**About this exercise**:
Find the line containing "use crate::engine::cancel::CancelToken;" in the listing below. Repeat it exactly, along with each following line up to and including the one containing "pub enum ExtractionStatus".

________________________

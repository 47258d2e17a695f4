//! Bounded-parallel segment extraction

use std::sync::Arc;
use std::time::Duration;

use tokio::sync::Semaphore;
use tokio::task::JoinHandle;
use tracing::{debug, info, warn};

use crate::domain::errors::DomainError;
use crate::domain::model::*;
use crate::engine::cancel::CancelToken;
use crate::engine::progress::ExtractionProgress;
use crate::ports::{ReportPort, TranscodePort};

/// How the dispatch loop ended
#[derive(Debug, Clone, Copy, PartialEq, Eq)]
pub enum ExtractionStatus {
    /// Every request was dispatched and has finished
    Finished { dispatched: usize },
    /// Cancellation was observed; undispatched requests never ran
    Cancelled { dispatched: usize, skipped: usize },
}

impl ExtractionStatus {
    pub fn is_cancelled(&self) -> bool {
        matches!(self, ExtractionStatus::Cancelled { .. })
    }

    pub fn dispatched(&self) -> usize {
        match self {
            ExtractionStatus::Finished { dispatched }
            | ExtractionStatus::Cancelled { dispatched, .. } => *dispatched,
        }
    }
}

/// Runs segment extractions through the transcoder with at most
/// `concurrency` invocations in flight.
///
/// A slot is acquired before each submission and the cancellation token is
/// checked right before the task is spawned. Per-segment failures are
/// logged and counted but never stop sibling tasks; callers find the
/// survivors by checking which output files exist.
pub struct ExtractionOrchestrator {
    transcoder: Arc<dyn TranscodePort>,
    reporter: Arc<dyn ReportPort>,
    concurrency: usize,
    timeout: Option<Duration>,
}

impl ExtractionOrchestrator {
    pub fn new(transcoder: Arc<dyn TranscodePort>, reporter: Arc<dyn ReportPort>) -> Self {
        Self {
            transcoder,
            reporter,
            concurrency: MAX_CONCURRENT_EXTRACTIONS,
            timeout: None,
        }
    }

    /// Bound each transcoder call; the child process is killed on expiry
    pub fn with_timeout(mut self, timeout: Option<Duration>) -> Self {
        self.timeout = timeout;
        self
    }

    /// Extract every request, returning once all dispatched tasks finished.
    ///
    /// A panic inside a task stops further submissions. Once every
    /// dispatched task has settled, the first panic is re-raised here so
    /// the session converts it into a failed run.
    pub async fn run(
        &self,
        requests: &[SegmentRequest],
        acceleration: Acceleration,
        token: &CancelToken,
    ) -> ExtractionStatus {
        let total = requests.len();
        let semaphore = Arc::new(Semaphore::new(self.concurrency));
        let progress = Arc::new(ExtractionProgress::new(total, Arc::clone(&self.reporter)));
        let mut handles: Vec<JoinHandle<()>> = Vec::with_capacity(total);
        let halt = CancelToken::new();

        info!(
            segments = total,
            concurrency = self.concurrency,
            "Starting segment extraction"
        );

        let mut status = ExtractionStatus::Finished { dispatched: total };
        for (index, request) in requests.iter().enumerate() {
            let permit = match Arc::clone(&semaphore).acquire_owned().await {
                Ok(permit) => permit,
                Err(_) => break,
            };

            if halt.is_cancelled() {
                warn!(
                    dispatched = index,
                    "A segment task panicked, no further segments will be submitted"
                );
                break;
            }
            if token.is_cancelled() {
                warn!(
                    dispatched = index,
                    skipped = total - index,
                    "Cancellation requested, no further segments will be submitted"
                );
                status = ExtractionStatus::Cancelled {
                    dispatched: index,
                    skipped: total - index,
                };
                break;
            }

            let transcoder = Arc::clone(&self.transcoder);
            let progress = Arc::clone(&progress);
            let request = request.clone();
            let timeout = self.timeout;
            let halt = halt.clone();

            debug!(segment = %request, "Submitting segment");
            handles.push(tokio::spawn(async move {
                let _permit = permit;
                let _halt = HaltOnPanic(halt);
                let result = extract_bounded(transcoder.as_ref(), &request, acceleration, timeout).await;
                let message = match &result {
                    Ok(_) => format!("Extracted segment: {}", request.output_name()),
                    Err(err) => format!(
                        "Failed to extract {}: {}",
                        request.source_path.display(),
                        err
                    ),
                };
                if let Err(err) = &result {
                    warn!(segment = %request, error = %err, "Segment extraction failed");
                }
                progress.complete(&message).await;
            }));
        }

        let mut panic_payload = None;
        for handle in handles {
            if let Err(err) = handle.await {
                if err.is_panic() && panic_payload.is_none() {
                    panic_payload = Some(err.into_panic());
                }
            }
        }
        if let Some(payload) = panic_payload {
            std::panic::resume_unwind(payload);
        }

        let finished = progress.done().await;
        info!(
            finished,
            total = progress.total(),
            cancelled = status.is_cancelled(),
            "Segment extraction finished"
        );
        status
    }
}

/// Raises the halt signal when dropped during a panic
struct HaltOnPanic(CancelToken);

impl Drop for HaltOnPanic {
    fn drop(&mut self) {
        if std::thread::panicking() {
            self.0.cancel();
        }
    }
}

async fn extract_bounded(
    transcoder: &dyn TranscodePort,
    request: &SegmentRequest,
    acceleration: Acceleration,
    timeout: Option<Duration>,
) -> Result<String, DomainError> {
    match timeout {
        Some(limit) => tokio::time::timeout(limit, transcoder.extract(request, acceleration))
            .await
            .map_err(|_| DomainError::Timeout {
                operation: "extract".to_string(),
                seconds: limit.as_secs(),
            })?,
        None => transcoder.extract(request, acceleration).await,
    }
}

________________________

**Written solution**:
use crate::engine::cancel::CancelToken;
use crate::engine::progress::ExtractionProgress;
use crate::ports::{ReportPort, TranscodePort};

/// How the dispatch loop ended
#[derive(Debug, Clone, Copy, PartialEq, Eq)]
pub enum ExtractionStatus {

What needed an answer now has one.